== Segment start ==

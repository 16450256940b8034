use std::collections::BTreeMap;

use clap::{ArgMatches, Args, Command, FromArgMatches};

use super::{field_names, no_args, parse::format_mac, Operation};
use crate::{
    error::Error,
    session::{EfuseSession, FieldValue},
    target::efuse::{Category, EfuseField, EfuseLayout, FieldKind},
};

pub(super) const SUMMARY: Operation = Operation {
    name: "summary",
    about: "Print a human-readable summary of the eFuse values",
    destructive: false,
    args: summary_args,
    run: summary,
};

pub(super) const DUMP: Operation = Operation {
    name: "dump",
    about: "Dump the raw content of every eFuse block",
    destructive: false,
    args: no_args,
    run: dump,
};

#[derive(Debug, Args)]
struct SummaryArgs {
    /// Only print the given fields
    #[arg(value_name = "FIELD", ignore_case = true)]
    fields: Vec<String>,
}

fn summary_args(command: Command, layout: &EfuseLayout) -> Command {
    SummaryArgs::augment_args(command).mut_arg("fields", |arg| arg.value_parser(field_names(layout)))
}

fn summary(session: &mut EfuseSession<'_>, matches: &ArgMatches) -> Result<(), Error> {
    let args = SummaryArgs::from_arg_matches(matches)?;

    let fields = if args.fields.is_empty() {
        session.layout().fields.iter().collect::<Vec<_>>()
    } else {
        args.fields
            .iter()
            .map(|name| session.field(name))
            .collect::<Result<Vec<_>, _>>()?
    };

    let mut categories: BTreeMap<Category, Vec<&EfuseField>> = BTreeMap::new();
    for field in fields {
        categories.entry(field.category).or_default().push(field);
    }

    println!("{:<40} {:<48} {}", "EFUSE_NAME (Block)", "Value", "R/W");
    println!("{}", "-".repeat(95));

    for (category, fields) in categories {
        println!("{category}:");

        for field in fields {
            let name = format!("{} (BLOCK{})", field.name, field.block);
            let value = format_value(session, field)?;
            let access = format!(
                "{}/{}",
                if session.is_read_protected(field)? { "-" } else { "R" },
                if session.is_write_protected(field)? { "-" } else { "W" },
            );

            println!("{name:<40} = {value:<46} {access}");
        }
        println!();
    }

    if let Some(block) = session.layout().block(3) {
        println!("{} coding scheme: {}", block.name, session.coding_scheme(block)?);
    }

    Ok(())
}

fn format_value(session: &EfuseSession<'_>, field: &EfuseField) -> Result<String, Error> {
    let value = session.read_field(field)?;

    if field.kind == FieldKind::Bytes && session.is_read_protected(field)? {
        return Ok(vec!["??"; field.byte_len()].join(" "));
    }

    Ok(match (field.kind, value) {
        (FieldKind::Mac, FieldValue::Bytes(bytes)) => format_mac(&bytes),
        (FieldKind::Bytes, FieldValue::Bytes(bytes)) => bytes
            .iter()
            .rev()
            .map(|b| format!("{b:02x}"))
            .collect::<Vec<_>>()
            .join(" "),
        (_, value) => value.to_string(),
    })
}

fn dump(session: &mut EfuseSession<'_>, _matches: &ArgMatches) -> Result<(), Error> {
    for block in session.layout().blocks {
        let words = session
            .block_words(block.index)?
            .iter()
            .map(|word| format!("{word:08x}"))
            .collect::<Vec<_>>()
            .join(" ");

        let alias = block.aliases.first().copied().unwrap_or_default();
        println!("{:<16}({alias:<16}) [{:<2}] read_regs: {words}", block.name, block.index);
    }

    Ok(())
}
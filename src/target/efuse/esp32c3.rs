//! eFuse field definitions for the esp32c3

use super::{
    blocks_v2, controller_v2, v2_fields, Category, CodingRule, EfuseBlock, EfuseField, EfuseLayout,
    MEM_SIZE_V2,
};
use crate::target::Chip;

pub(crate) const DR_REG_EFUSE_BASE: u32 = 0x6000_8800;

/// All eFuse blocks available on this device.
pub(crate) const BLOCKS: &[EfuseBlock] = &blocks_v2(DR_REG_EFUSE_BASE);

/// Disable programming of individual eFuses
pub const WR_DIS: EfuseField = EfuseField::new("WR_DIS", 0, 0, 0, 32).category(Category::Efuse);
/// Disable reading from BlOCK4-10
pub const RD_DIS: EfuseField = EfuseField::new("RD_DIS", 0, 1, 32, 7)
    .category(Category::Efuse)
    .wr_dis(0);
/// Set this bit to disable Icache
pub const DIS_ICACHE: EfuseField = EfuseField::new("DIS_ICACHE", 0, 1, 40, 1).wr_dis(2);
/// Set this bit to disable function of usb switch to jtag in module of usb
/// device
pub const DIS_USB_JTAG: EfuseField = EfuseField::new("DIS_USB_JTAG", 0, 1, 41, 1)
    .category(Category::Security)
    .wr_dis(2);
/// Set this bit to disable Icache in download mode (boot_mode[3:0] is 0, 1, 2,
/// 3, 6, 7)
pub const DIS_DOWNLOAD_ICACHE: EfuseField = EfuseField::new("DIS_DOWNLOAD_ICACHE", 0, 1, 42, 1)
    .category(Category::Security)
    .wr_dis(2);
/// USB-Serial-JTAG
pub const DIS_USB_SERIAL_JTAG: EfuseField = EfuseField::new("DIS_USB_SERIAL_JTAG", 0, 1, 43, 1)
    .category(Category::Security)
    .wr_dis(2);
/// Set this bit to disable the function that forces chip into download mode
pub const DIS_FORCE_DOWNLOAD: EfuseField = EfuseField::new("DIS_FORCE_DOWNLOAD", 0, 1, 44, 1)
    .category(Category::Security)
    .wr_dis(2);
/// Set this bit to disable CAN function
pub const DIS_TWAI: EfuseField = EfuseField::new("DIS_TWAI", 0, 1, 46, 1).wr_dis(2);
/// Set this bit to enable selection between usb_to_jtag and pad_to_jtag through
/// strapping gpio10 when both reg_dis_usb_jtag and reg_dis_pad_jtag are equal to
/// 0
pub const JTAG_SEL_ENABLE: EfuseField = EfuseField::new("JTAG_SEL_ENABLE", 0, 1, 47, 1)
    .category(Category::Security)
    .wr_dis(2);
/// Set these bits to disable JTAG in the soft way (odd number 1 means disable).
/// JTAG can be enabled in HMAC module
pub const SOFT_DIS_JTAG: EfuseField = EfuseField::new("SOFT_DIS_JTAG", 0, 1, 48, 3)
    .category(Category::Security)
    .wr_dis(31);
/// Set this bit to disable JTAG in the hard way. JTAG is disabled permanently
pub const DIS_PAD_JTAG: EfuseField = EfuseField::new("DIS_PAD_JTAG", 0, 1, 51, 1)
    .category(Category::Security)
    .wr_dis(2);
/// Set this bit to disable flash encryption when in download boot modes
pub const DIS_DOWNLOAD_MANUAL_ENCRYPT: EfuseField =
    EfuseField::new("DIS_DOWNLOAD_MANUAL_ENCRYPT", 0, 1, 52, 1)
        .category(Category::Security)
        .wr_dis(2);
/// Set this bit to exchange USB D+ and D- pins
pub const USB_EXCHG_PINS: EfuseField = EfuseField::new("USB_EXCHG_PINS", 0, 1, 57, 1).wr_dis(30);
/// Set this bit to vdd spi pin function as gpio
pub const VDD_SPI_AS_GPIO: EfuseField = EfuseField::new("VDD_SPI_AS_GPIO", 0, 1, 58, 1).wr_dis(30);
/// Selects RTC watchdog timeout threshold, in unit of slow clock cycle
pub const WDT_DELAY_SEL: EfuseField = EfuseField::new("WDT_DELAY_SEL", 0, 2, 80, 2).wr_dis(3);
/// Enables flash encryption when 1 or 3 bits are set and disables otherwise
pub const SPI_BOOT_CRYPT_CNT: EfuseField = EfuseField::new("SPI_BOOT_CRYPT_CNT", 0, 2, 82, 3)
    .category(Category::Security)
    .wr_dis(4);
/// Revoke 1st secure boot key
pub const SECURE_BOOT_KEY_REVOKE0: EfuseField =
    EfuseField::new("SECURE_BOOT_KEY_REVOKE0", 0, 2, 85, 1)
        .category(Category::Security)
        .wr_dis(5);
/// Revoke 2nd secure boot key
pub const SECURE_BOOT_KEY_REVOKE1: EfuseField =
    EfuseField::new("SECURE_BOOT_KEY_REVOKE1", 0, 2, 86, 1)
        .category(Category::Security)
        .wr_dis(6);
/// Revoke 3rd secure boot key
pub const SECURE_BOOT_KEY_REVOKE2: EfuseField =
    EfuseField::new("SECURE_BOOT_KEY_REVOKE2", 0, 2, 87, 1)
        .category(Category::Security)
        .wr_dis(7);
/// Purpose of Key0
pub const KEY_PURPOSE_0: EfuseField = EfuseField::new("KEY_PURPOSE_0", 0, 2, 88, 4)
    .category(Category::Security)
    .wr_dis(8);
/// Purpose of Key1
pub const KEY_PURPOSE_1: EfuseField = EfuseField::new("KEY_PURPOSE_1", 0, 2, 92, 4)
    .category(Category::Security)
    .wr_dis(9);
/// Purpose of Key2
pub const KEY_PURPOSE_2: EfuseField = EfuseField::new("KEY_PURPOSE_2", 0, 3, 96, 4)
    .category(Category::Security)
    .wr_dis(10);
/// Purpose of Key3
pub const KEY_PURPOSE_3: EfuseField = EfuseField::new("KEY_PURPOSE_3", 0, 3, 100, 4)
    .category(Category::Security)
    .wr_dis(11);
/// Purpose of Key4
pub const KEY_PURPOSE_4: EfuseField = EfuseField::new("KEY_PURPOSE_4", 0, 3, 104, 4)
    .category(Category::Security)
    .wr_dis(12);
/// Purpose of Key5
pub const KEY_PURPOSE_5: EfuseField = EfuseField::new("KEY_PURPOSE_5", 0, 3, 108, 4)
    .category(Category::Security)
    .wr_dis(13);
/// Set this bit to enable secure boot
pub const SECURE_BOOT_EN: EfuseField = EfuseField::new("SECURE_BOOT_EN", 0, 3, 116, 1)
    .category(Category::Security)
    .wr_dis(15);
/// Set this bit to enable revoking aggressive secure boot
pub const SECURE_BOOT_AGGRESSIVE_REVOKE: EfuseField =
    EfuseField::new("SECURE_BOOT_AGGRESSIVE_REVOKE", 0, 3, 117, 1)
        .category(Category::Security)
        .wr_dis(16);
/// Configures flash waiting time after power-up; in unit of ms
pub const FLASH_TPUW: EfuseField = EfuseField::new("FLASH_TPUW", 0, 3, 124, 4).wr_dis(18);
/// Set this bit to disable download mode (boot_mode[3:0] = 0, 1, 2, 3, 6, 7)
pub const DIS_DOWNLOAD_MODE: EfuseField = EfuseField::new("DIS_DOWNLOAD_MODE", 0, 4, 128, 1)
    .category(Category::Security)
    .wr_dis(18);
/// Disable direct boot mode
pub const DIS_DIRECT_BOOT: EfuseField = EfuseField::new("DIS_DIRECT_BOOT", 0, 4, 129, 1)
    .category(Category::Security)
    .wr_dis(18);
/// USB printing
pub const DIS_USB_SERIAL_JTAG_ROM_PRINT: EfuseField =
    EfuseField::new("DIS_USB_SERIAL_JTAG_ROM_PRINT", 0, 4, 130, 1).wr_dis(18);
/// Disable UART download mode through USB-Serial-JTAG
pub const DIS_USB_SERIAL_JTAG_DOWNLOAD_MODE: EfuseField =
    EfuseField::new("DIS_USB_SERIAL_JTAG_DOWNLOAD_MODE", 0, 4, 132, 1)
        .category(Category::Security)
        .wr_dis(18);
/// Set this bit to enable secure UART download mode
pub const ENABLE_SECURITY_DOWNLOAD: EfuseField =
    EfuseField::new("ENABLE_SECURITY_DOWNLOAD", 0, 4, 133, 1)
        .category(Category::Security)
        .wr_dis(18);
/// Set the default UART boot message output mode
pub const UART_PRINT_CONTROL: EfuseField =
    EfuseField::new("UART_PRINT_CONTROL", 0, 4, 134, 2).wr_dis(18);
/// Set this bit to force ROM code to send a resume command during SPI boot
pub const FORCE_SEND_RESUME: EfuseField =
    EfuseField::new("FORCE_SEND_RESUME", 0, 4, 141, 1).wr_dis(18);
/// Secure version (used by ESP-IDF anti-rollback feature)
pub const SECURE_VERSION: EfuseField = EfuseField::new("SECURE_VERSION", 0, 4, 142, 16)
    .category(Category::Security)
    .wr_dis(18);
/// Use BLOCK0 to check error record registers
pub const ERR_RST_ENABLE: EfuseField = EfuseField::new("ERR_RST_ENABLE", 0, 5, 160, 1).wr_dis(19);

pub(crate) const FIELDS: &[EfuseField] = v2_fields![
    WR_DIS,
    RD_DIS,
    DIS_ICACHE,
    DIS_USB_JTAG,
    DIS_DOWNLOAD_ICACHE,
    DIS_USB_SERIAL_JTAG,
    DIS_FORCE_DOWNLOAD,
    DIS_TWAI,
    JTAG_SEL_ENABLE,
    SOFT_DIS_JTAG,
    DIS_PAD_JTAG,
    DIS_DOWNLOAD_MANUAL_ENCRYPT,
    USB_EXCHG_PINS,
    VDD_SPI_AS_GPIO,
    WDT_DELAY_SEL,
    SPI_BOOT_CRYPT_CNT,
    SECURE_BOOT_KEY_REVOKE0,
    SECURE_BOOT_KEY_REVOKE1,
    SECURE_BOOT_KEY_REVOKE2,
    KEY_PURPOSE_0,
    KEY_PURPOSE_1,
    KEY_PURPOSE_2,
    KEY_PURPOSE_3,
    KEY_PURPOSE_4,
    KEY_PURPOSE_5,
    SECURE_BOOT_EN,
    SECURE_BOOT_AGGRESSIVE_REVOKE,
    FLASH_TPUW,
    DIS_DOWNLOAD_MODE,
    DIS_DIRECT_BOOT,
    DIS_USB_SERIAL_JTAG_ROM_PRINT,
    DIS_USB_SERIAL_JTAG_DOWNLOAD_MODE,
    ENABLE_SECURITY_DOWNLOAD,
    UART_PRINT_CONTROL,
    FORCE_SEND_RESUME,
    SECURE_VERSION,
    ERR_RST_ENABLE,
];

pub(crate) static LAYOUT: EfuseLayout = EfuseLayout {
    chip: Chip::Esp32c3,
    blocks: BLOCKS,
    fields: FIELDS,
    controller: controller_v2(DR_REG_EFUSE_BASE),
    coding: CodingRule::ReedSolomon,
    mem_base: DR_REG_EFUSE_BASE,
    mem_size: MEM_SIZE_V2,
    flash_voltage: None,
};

== Segment end ==

▸ **TASK PROMPT**
Report every line of the material above in which "Operation" appears.

▸ **SOLVED EXERCISE**
use super::{field_names, no_args, parse::format_mac, Operation};
pub(super) const SUMMARY: Operation = Operation {
pub(super) const DUMP: Operation = Operation {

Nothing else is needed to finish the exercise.